Showing posts with label Jio. Show all posts
Showing posts with label Jio. Show all posts

Saturday, November 5, 2016

The BSNL Saga Continued


I must add a note on what happened after I got my replacement SIM. I asked if I could get Internet data access. I was told to write a letter. I had spent a lot of time in the run-around to get the SIM; so, I said "Thanks, I will come back later for that" and rushed out. I was going out of town the next day and I left the phone with the BSNL SIM at home and went on my trip; it was not going to be of much use during that trip without data access! 

I did not try to use that phone for about ten days after my return, partly out of disgust. Then one morning this week, I switched the phone on and discovered that the SIM was not operational. The phone said that that the "SIM was not provisioned".
So, back to BSNL. The staff member at the postpaid desk looked up the records and found that the customer care people who had acted on my “SIM-lost” call (before the new SIM was issued) had disabled the phone number concerned. The staff member who issued the replacement SIM had informed them that a new SIM had been issued. But her communication did not have the desired effect. She said that she would send an email to them and that the SIM would be operational again within two hours. It is now working.

I don't worry too much about the run-around I was given. What else do you expect when three people are employed to do the work of one? One to tell the customer when to write letters, fill forms, and get Xerox copies made, one to handle the phone at the call centre, and one in the back office! It is naturally difficult for them to coordinate reliably!
What bothers me is that this is how millions of customers are treated by companies like this. The result is there for all to see. The losses of BSNL are described by the Hindu dated November 17, 2015 as follows ( http://www.thehindu.com/business/Industry/bsnl-reports-operating-profit-of-rs-672-cr-for-fy15/article7888002.ece).

QUOTE  
The net loss of BSNL though increased to Rs 8,234 crore for the reported fiscal compared with Rs 7,020 crore last year, mainly on account of asset depreciation calculated as per the Companies Act.   
UNQUOTE

Why blame the Companies Act? Depreciation is a fact of life; you cannot wish it away! Every company accounts for depreciation.

What is the value of assets that are depreciating? Wikipedia says that the assets of BSNL were ₹893 billion in 2014. https://en.wikipedia.org/wiki/Bharat_Sanchar_Nigam_Limited
That is close to 90,000 Crores of rupees, making BSNL the tenth largest company in India in terms of assets!

Meanwhile yet another telecom service provider has entered the field and is investing Rs. 150,000 Crores of rupees.
Reliance Jio initial investment at Rs150,000 crore: Mukesh Ambani
Rs 100,000 Crores seems to be chicken feed for India. It lets one company with roughly that much of assets bleed 8% of its net worth every year, while another company pours one and a half times that amount into creating a similar infrastructure. Would it not have made more sense to improve the management of the company with the tenth largest assets? Are we waiting for ₹893 billion to slowly wither away because of increasing competition?

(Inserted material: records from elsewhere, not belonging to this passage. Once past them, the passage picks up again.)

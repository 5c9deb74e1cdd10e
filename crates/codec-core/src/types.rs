//! Core types and traits for the codec library
//!
//! This module defines the frame-level codec API. Every codec in the crate
//! also exposes a per-sample (VOX, G.711) or per-frame (GSM) state machine
//! for callers that drive it from a real-time audio loop.

use crate::error::{CodecError, Result};
use std::fmt;

/// Primary trait for audio codecs
///
/// This trait defines the core operations that all audio codecs must implement:
/// encoding, decoding, and state management.
pub trait AudioCodec: Send + Sync {
    /// Encode audio samples to compressed data
    ///
    /// # Arguments
    ///
    /// * `samples` - Input audio samples as 16-bit PCM
    ///
    /// # Errors
    ///
    /// Returns an error if the input length does not fit the codec framing
    fn encode(&mut self, samples: &[i16]) -> Result<Vec<u8>>;

    /// Decode compressed data to audio samples
    ///
    /// # Arguments
    ///
    /// * `data` - Compressed audio data
    ///
    /// # Errors
    ///
    /// Returns an error if the data length or content is invalid
    fn decode(&mut self, data: &[u8]) -> Result<Vec<i16>>;

    /// Get codec information
    fn info(&self) -> CodecInfo;

    /// Reset codec state
    ///
    /// This clears all predictor and filter memories so that the next call
    /// starts from the codec's power-on state.
    fn reset(&mut self) -> Result<()>;

    /// Get the expected frame size in samples
    fn frame_size(&self) -> usize;

    /// Check if the codec supports variable frame sizes
    fn supports_variable_frame_size(&self) -> bool {
        false
    }
}

/// Audio codec information
#[derive(Debug, Clone, PartialEq, Eq)]
pub struct CodecInfo {
    /// Codec name (e.g., "VOX", "PCMU", "GSM")
    pub name: &'static str,
    /// Sample rate in Hz
    pub sample_rate: u32,
    /// Number of channels
    pub channels: u8,
    /// Bitrate in bits per second
    pub bitrate: u32,
    /// Frame size in samples
    pub frame_size: usize,
    /// Encoded size of one frame in bytes
    pub encoded_frame_size: usize,
}

/// Audio codec types
#[derive(Debug, Clone, Copy, PartialEq, Eq, Hash)]
pub enum CodecType {
    /// Dialogic VOX 4-bit ADPCM
    Vox,
    /// G.711 μ-law (PCMU)
    G711Pcmu,
    /// G.711 A-law (PCMA)
    G711Pcma,
    /// GSM 06.10 full rate
    Gsm610,
}

impl CodecType {
    /// All codec types known to the crate
    pub const ALL: [CodecType; 4] = [Self::Vox, Self::G711Pcmu, Self::G711Pcma, Self::Gsm610];

    /// Get the codec name
    pub fn name(self) -> &'static str {
        match self {
            Self::Vox => "VOX",
            Self::G711Pcmu => "PCMU",
            Self::G711Pcma => "PCMA",
            Self::Gsm610 => "GSM",
        }
    }

    /// Parse a codec name, case-insensitively
    pub fn from_name(name: &str) -> Option<Self> {
        match name.to_uppercase().as_str() {
            "VOX" | "ADPCM" => Some(Self::Vox),
            "PCMU" | "ULAW" | "MULAW" => Some(Self::G711Pcmu),
            "PCMA" | "ALAW" => Some(Self::G711Pcma),
            "GSM" | "GSM610" => Some(Self::Gsm610),
            _ => None,
        }
    }

    /// Get the default sample rate
    pub fn default_sample_rate(self) -> u32 {
        8000
    }

    /// Get the default bitrate
    pub fn default_bitrate(self) -> u32 {
        match self {
            Self::Vox => 32000,
            Self::G711Pcmu | Self::G711Pcma => 64000,
            Self::Gsm610 => 13200,
        }
    }

    /// Get supported sample rates
    pub fn supported_sample_rates(self) -> &'static [u32] {
        match self {
            // Dialogic hardware ran VOX at both rates
            Self::Vox => &[6000, 8000],
            Self::G711Pcmu | Self::G711Pcma | Self::Gsm610 => &[8000],
        }
    }

    /// Get supported channel counts
    pub fn supported_channels(self) -> &'static [u8] {
        &[1]
    }
}

impl fmt::Display for CodecType {
    fn fmt(&self, f: &mut fmt::Formatter<'_>) -> fmt::Result {
        write!(f, "{}", self.name())
    }
}

/// Sample rate enumeration
#[derive(Debug, Clone, Copy, PartialEq, Eq, Hash)]
pub enum SampleRate {
    /// 6 kHz (Dialogic low rate)
    Rate6000,
    /// 8 kHz (narrowband)
    Rate8000,
    /// 44.1 kHz (CD quality)
    Rate44100,
    /// 48 kHz (professional)
    Rate48000,
    /// Custom sample rate
    Custom(u32),
}

impl SampleRate {
    /// Get the sample rate value in Hz
    pub fn hz(self) -> u32 {
        match self {
            Self::Rate6000 => 6000,
            Self::Rate8000 => 8000,
            Self::Rate44100 => 44100,
            Self::Rate48000 => 48000,
            Self::Custom(rate) => rate,
        }
    }

    /// Create from Hz value
    pub fn from_hz(hz: u32) -> Self {
        match hz {
            6000 => Self::Rate6000,
            8000 => Self::Rate8000,
            44100 => Self::Rate44100,
            48000 => Self::Rate48000,
            rate => Self::Custom(rate),
        }
    }

    /// Check if this is a standard telephony rate
    pub fn is_telephony(self) -> bool {
        matches!(self, Self::Rate6000 | Self::Rate8000)
    }
}

impl fmt::Display for SampleRate {
    fn fmt(&self, f: &mut fmt::Formatter<'_>) -> fmt::Result {
        write!(f, "{}Hz", self.hz())
    }
}

/// Codec configuration
#[derive(Debug, Clone, PartialEq, Eq)]
pub struct CodecConfig {
    /// Codec type
    pub codec_type: CodecType,
    /// Sample rate
    pub sample_rate: SampleRate,
    /// Number of channels
    pub channels: u8,
}

impl CodecConfig {
    /// Create a new codec configuration
    pub fn new(codec_type: CodecType) -> Self {
        Self {
            codec_type,
            sample_rate: SampleRate::from_hz(codec_type.default_sample_rate()),
            channels: 1,
        }
    }

    /// Create VOX configuration
    pub fn vox() -> Self {
        Self::new(CodecType::Vox)
    }

    /// Create G.711 PCMU configuration
    pub fn g711_pcmu() -> Self {
        Self::new(CodecType::G711Pcmu)
    }

    /// Create G.711 PCMA configuration
    pub fn g711_pcma() -> Self {
        Self::new(CodecType::G711Pcma)
    }

    /// Create GSM 06.10 configuration
    pub fn gsm() -> Self {
        Self::new(CodecType::Gsm610)
    }

    /// Set sample rate
    pub fn with_sample_rate(mut self, sample_rate: SampleRate) -> Self {
        self.sample_rate = sample_rate;
        self
    }

    /// Set channel count
    pub fn with_channels(mut self, channels: u8) -> Self {
        self.channels = channels;
        self
    }

    /// Validate the configuration
    pub fn validate(&self) -> Result<()> {
        let supported_rates = self.codec_type.supported_sample_rates();
        if !supported_rates.contains(&self.sample_rate.hz()) {
            return Err(CodecError::InvalidSampleRate {
                rate: self.sample_rate.hz(),
                supported: supported_rates.to_vec(),
            });
        }

        let supported_channels = self.codec_type.supported_channels();
        if !supported_channels.contains(&self.channels) {
            return Err(CodecError::InvalidChannelCount {
                channels: self.channels,
                supported: supported_channels.to_vec(),
            });
        }

        Ok(())
    }
}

Let me return to the starting point of this series of my blog posts. Ease of doing business is deplorable in most places in India. This does not merely affect the confidence of the foreign investor. It plays havoc with the productivity of the average Indian; and, a nation’s GDP is directly proportional to the productivity of its people.

We must also worry about productivity of the country’s wealth invested in public sector companies. What is the point in attracting the foreign investor when the companies in which our money is invested are loss makers? You can be sure that the foreign investor is not going to set up and run loss making companies in India. He will ensure that he gets a healthy return on his capital. Why can’t we ensure the same for our investments?

Compare the revenue per employee in two telecom companies of India

Company
Revenue (Rs. Crores)
Employees
BSNL
28645
> 200,000
Airtel
96,600
24868

Livemint reported the following in 2013:
QUOTE
In 2009, a panel consisting of technocrat 
Sam Pitroda and banker Deepak Parekh had recommended that the government sell a 30% stake in the company to the public and also cut its staff by 100,000.
The government had failed to act on these proposals despite the BSNL board approving the same, stalling its revival plan.